*Problem details*: Filter on the word "color": copy each matching line from the listing below.
== Record extracts
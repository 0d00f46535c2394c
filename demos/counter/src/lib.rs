//! A counter whose state starts at `props.number` and goes up on every click.

use log::*;
use mini_react::{
    component, element, map, on, render_into, Component, Element, Props, RenderContext, State,
    Value, WebDocument,
};
use wasm_bindgen::prelude::*;

#[derive(Default)]
struct App;

impl Component for App {
    fn initial_state(&self, props: &Props) -> State {
        map! { "number" => props.get("number").cloned().unwrap_or(Value::Number(0.0)) }
    }

    fn render(&self, cx: &RenderContext) -> Option<Element> {
        let updater = cx.updater().clone();
        let number = cx.state().get("number")?.as_f64()?;
        Some(element!(
            "div",
            map! {
                "style" => map! { "fontSize" => 32, "cursor" => "pointer" },
                "onClick" => on(move |_event| {
                    info!("clicked at {}", number);
                    updater.set_state(map! { "number" => number + 1.0 })
                }),
            },
            number,
        ))
    }
}

#[wasm_bindgen(start)]
pub fn run() -> Result<(), JsValue> {
    console_error_panic_hook::set_once();
    console_log::init_with_level(Level::Trace).expect("should initialize logging OK");

    let doc = WebDocument::from_window().map_err(|e| JsValue::from_str(&e.to_string()))?;
    render_into(&doc, element!(component::<App>(), map! { "number" => 2 }), "root")
        .map_err(|e| JsValue::from_str(&e.to_string()))?;
    Ok(())
}
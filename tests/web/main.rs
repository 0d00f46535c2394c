//! Test suite for the Web and headless browsers.

#![cfg(target_arch = "wasm32")]

use log::*;
use mini_react::WebDocument;
use wasm_bindgen::JsCast;
use wasm_bindgen_test::*;

wasm_bindgen_test_configure!(run_in_browser);

pub mod events;
pub mod render;

pub fn window() -> web_sys::Window {
    web_sys::window().expect("no global `window` exists")
}

pub fn document() -> WebDocument {
    WebDocument::from_window().expect("should have a document on window")
}

/// Create a detached `<div>` to render into.
pub fn create_container() -> web_sys::Node {
    init_logging();
    document()
        .inner()
        .create_element("div")
        .expect("should create element OK")
        .into()
}

/// Ensure that logs go to the devtools console.
pub fn init_logging() {
    use std::sync::Once;
    static START: Once = Once::new();
    START.call_once(|| {
        console_log::init_with_level(Level::Trace).expect("could not initialize console_log");
    });
}

pub fn outer_html(node: &web_sys::Node) -> String {
    let html = node
        .dyn_ref::<web_sys::Element>()
        .map(|el| el.outer_html())
        .unwrap_or_else(|| node.text_content().unwrap_or_default());
    debug!("outer_html = {}", html);
    html
}

pub fn click(node: &web_sys::Node) {
    node.dyn_ref::<web_sys::HtmlElement>()
        .expect("should be an HTML element")
        .click();
}
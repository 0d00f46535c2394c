//! A plain element tree with a click handler on each element.

use log::*;
use mini_react::{element, map, on, render_into, WebDocument};
use wasm_bindgen::prelude::*;

#[wasm_bindgen(start)]
pub fn run() -> Result<(), JsValue> {
    console_error_panic_hook::set_once();
    console_log::init_with_level(Level::Trace).expect("should initialize logging OK");

    let element = element!(
        "div",
        map! {
            "onClick" => on(|_event| {
                info!("hello");
                Ok(())
            }),
        },
        "hello ",
        element!(
            "span",
            map! {
                "onClick" => on(|_event| {
                    info!("world");
                    Ok(())
                }),
            },
            "world!",
        ),
    );

    let doc = WebDocument::from_window().map_err(|e| JsValue::from_str(&e.to_string()))?;
    render_into(&doc, element, "root").map_err(|e| JsValue::from_str(&e.to_string()))?;
    Ok(())
}
use super::{assert_rendered, setup};
use mini_react::{element, map, on, render, render_into, Error, Node};

#[test]
fn render_initial_text() {
    let (doc, root) = setup();
    let text = render(&doc, "hello", &root).unwrap();
    assert!(doc.is_text(text));
    assert_eq!(doc.text_content(text), "hello");
    assert_eq!(doc.children(root), vec![text]);
}

#[test]
fn render_initial_number() {
    let (doc, root) = setup();
    let whole = render(&doc, 2, &root).unwrap();
    let fraction = render(&doc, 0.25, &root).unwrap();
    assert_eq!(doc.text_content(whole), "2");
    assert_eq!(doc.text_content(fraction), "0.25");
}

#[test]
fn render_extreme_numbers() {
    let (doc, root) = setup();
    let big = render(&doc, 1e21, &root).unwrap();
    let tiny = render(&doc, 1e-7, &root).unwrap();
    assert_eq!(doc.text_content(big), "1e+21");
    assert_eq!(doc.text_content(tiny), "1e-7");
}

#[test]
fn render_initial_node() {
    let (doc, root) = setup();
    let hello = element!(
        "div",
        map! { "id" => "hello-world" },
        "Hello ",
        element!("span", None, "World!"),
    );
    let div = render(&doc, hello.clone(), &root).unwrap();
    assert_rendered(&doc, div, &Node::from(hello));
    assert_eq!(
        doc.to_html(root),
        r#"<div id="root"><div id="hello-world">Hello <span>World!</span></div></div>"#
    );
}

#[test]
fn render_returns_the_appended_node() {
    let (doc, root) = setup();
    let p = render(&doc, element!("p", None), &root).unwrap();
    assert_eq!(doc.parent(p), Some(root));
    assert_eq!(doc.children(root).last(), Some(&p));
}

#[test]
fn hello_world_scenario() {
    let (doc, root) = setup();
    let element = element!(
        "div",
        map! { "onClick" => on(|_| Ok(())) },
        "hello ",
        element!("span", map! { "onClick" => on(|_| Ok(())) }, "world!"),
    );
    let div = render_into(&doc, element, "root").unwrap();

    assert_eq!(doc.parent(div), Some(root));
    assert_eq!(doc.tag_name(div).as_deref(), Some("div"));
    assert!(doc.has_event_handler(div, "onclick"));

    let children = doc.children(div);
    assert_eq!(children.len(), 2);
    assert!(doc.is_text(children[0]));
    assert_eq!(doc.text_content(children[0]), "hello ");
    assert_eq!(doc.tag_name(children[1]).as_deref(), Some("span"));
    assert!(doc.has_event_handler(children[1], "onclick"));
    assert_eq!(doc.text_content(children[1]), "world!");
    assert_eq!(doc.children(children[1]).len(), 1);
}

#[test]
fn attribute_policy() {
    let (doc, root) = setup();
    let node = render(
        &doc,
        element!(
            "label",
            map! {
                "className" => "field",
                "for" => "name",
                "tabindex" => 3,
                "style" => map! { "marginTop" => 4, "color" => "blue" },
                "onMouseOver" => on(|_| Ok(())),
            },
        ),
        &root,
    )
    .unwrap();

    #[cfg(not(feature = "standard-class-name"))]
    assert_eq!(doc.property(node, "class").as_deref(), Some("field"));
    #[cfg(feature = "standard-class-name")]
    assert_eq!(doc.attribute(node, "class").as_deref(), Some("field"));

    assert_eq!(doc.attribute(node, "for").as_deref(), Some("name"));
    assert_eq!(doc.attribute(node, "tabindex").as_deref(), Some("3"));
    assert_eq!(doc.style_property(node, "marginTop").as_deref(), Some("4px"));
    assert_eq!(doc.style_property(node, "color").as_deref(), Some("blue"));
    assert!(doc.has_event_handler(node, "onmouseover"));
}

#[test]
fn style_text() {
    let (doc, root) = setup();
    let node = render(
        &doc,
        element!("div", map! { "style" => "width: 10px; height: 5px" }),
        &root,
    )
    .unwrap();
    assert_eq!(doc.style_text(node), "width: 10px; height: 5px;");
}

#[test]
fn bad_attribute_fails_the_whole_render() {
    let (doc, root) = setup();
    let result = render(
        &doc,
        element!(
            "div",
            None,
            element!("button", map! { "onClick" => 1 }),
        ),
        &root,
    );
    assert!(matches!(result, Err(Error::InvalidAttribute { .. })));
    assert!(doc.children(root).is_empty());
}

#[test]
fn bad_tag_fails() {
    let (doc, root) = setup();
    let result = render(&doc, element!("not a tag", None), &root);
    assert!(matches!(result, Err(Error::Dom(_))));
}

#[test]
fn missing_container() {
    let doc = mini_react::MemoryDocument::new();
    match render_into(&doc, "x", "root") {
        Err(Error::MissingContainer(id)) => assert_eq!(id, "root"),
        other => panic!("expected a missing container, got {:?}", other),
    }
}
//! Test suite that renders into the in-memory document.

use mini_react::{Element, MemoryDocument, Node, NodeId, Tag};

pub mod render;

/// A document with a `<div id="root">` container to render into.
pub fn setup() -> (MemoryDocument, NodeId) {
    let doc = MemoryDocument::new();
    let root = doc.create_container("div", "root");
    (doc, root)
}

/// Assert that `actual` is the host tree `expected` describes.
///
/// Only host elements, text and string-valued attributes are checked; event
/// handlers, styles and `className` are left to the more specific tests.
pub fn assert_rendered(doc: &MemoryDocument, actual: NodeId, expected: &Node) {
    match expected {
        Node::Text(_) | Node::Number(_) => {
            assert!(doc.is_text(actual), "{:?} should be a text node", actual);
            assert_eq!(
                doc.text_content(actual),
                expected.text().unwrap(),
                "text content of {:?}",
                actual
            );
        }
        Node::Element(element) => check_element(doc, actual, element),
    }

    fn check_element(doc: &MemoryDocument, actual: NodeId, expected: &Element) {
        match expected.tag() {
            Tag::Host(tag) => assert_eq!(doc.tag_name(actual).as_deref(), Some(&**tag)),
            Tag::Component(c) => panic!("cannot check component `{}` structurally", c.name()),
        }

        if let Some(attrs) = expected.attrs() {
            for (name, value) in attrs.iter() {
                if name.starts_with("on") || name == "style" || name == "className" {
                    continue;
                }
                assert_eq!(
                    doc.attribute(actual, name),
                    value.to_attribute_string(),
                    "attribute `{}`",
                    name
                );
            }
        }

        let children = doc.children(actual);
        assert_eq!(
            children.len(),
            expected.children().len(),
            "number of children of {}",
            doc.to_html(actual)
        );
        for (child, expected) in children.into_iter().zip(expected.children()) {
            assert_rendered(doc, child, expected);
        }
    }
}
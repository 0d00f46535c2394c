//! A tiny declarative UI library.
//!
//! Three pieces work together:
//!
//! * [`create_element`] (and the [`element!`] macro) build plain element
//!   descriptions: a tag, optional attributes, and children.
//! * [`Component`]s compute an element description from their props and
//!   local state. [`Updater::set_state`] merges a state change and re-renders.
//! * [`render`] materializes a description into a host [`Document`], and
//!   [`render_component`] rebuilds one component instance in place.
//!
//! There is no diffing. Every state change rebuilds the component's subtree
//! from scratch and swaps the new root node in for the old one.
//!
//! ## Example
//!
//! ```
//! use mini_react::{
//!     component, element, map, on, render_into, Component, Element, MemoryDocument, Props,
//!     RenderContext, State, Value,
//! };
//!
//! #[derive(Default)]
//! struct App;
//!
//! impl Component for App {
//!     fn initial_state(&self, props: &Props) -> State {
//!         map! { "number" => props.get("number").cloned().unwrap_or(Value::Number(0.0)) }
//!     }
//!
//!     fn render(&self, cx: &RenderContext) -> Option<Element> {
//!         let updater = cx.updater().clone();
//!         let number = cx.state().get("number")?.as_f64()?;
//!         Some(element!(
//!             "div",
//!             map! {
//!                 "onClick" => on(move |_| updater.set_state(map! { "number" => number + 1.0 })),
//!             },
//!             number,
//!         ))
//!     }
//! }
//!
//! let doc = MemoryDocument::new();
//! let root = doc.create_container("div", "root");
//! let app = render_into(&doc, element!(component::<App>(), map! { "number" => 2 }), "root").unwrap();
//! assert_eq!(doc.text_content(app), "2");
//!
//! doc.dispatch(app, "click").unwrap();
//! let updated = doc.children(root)[0];
//! assert_ne!(updated, app);
//! assert_eq!(doc.text_content(updated), "3");
//! ```

#![deny(missing_docs, missing_debug_implementations)]

#[macro_use]
mod logging;

mod component;
mod document;
mod element;
mod error;
mod memory;
mod render;
mod value;
mod web;

// Re-export items at the top level.
pub use self::component::{Component, ComponentRef, Instance, RenderContext, Updater};
pub use self::document::Document;
pub use self::element::{component, create_element, Element, Node, Tag};
pub use self::error::{Error, Result};
pub use self::memory::{MemoryDocument, NodeId};
pub use self::render::{render, render_component, render_into};
pub use self::value::{on, Attrs, Event, Listener, Map, Props, State, Value};
pub use self::web::WebDocument;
====
*Response for this exercise*:
                "style" => map! { "marginTop" => 4, "color" => "blue" },
    assert_eq!(doc.style_property(node, "color").as_deref(), Some("blue"));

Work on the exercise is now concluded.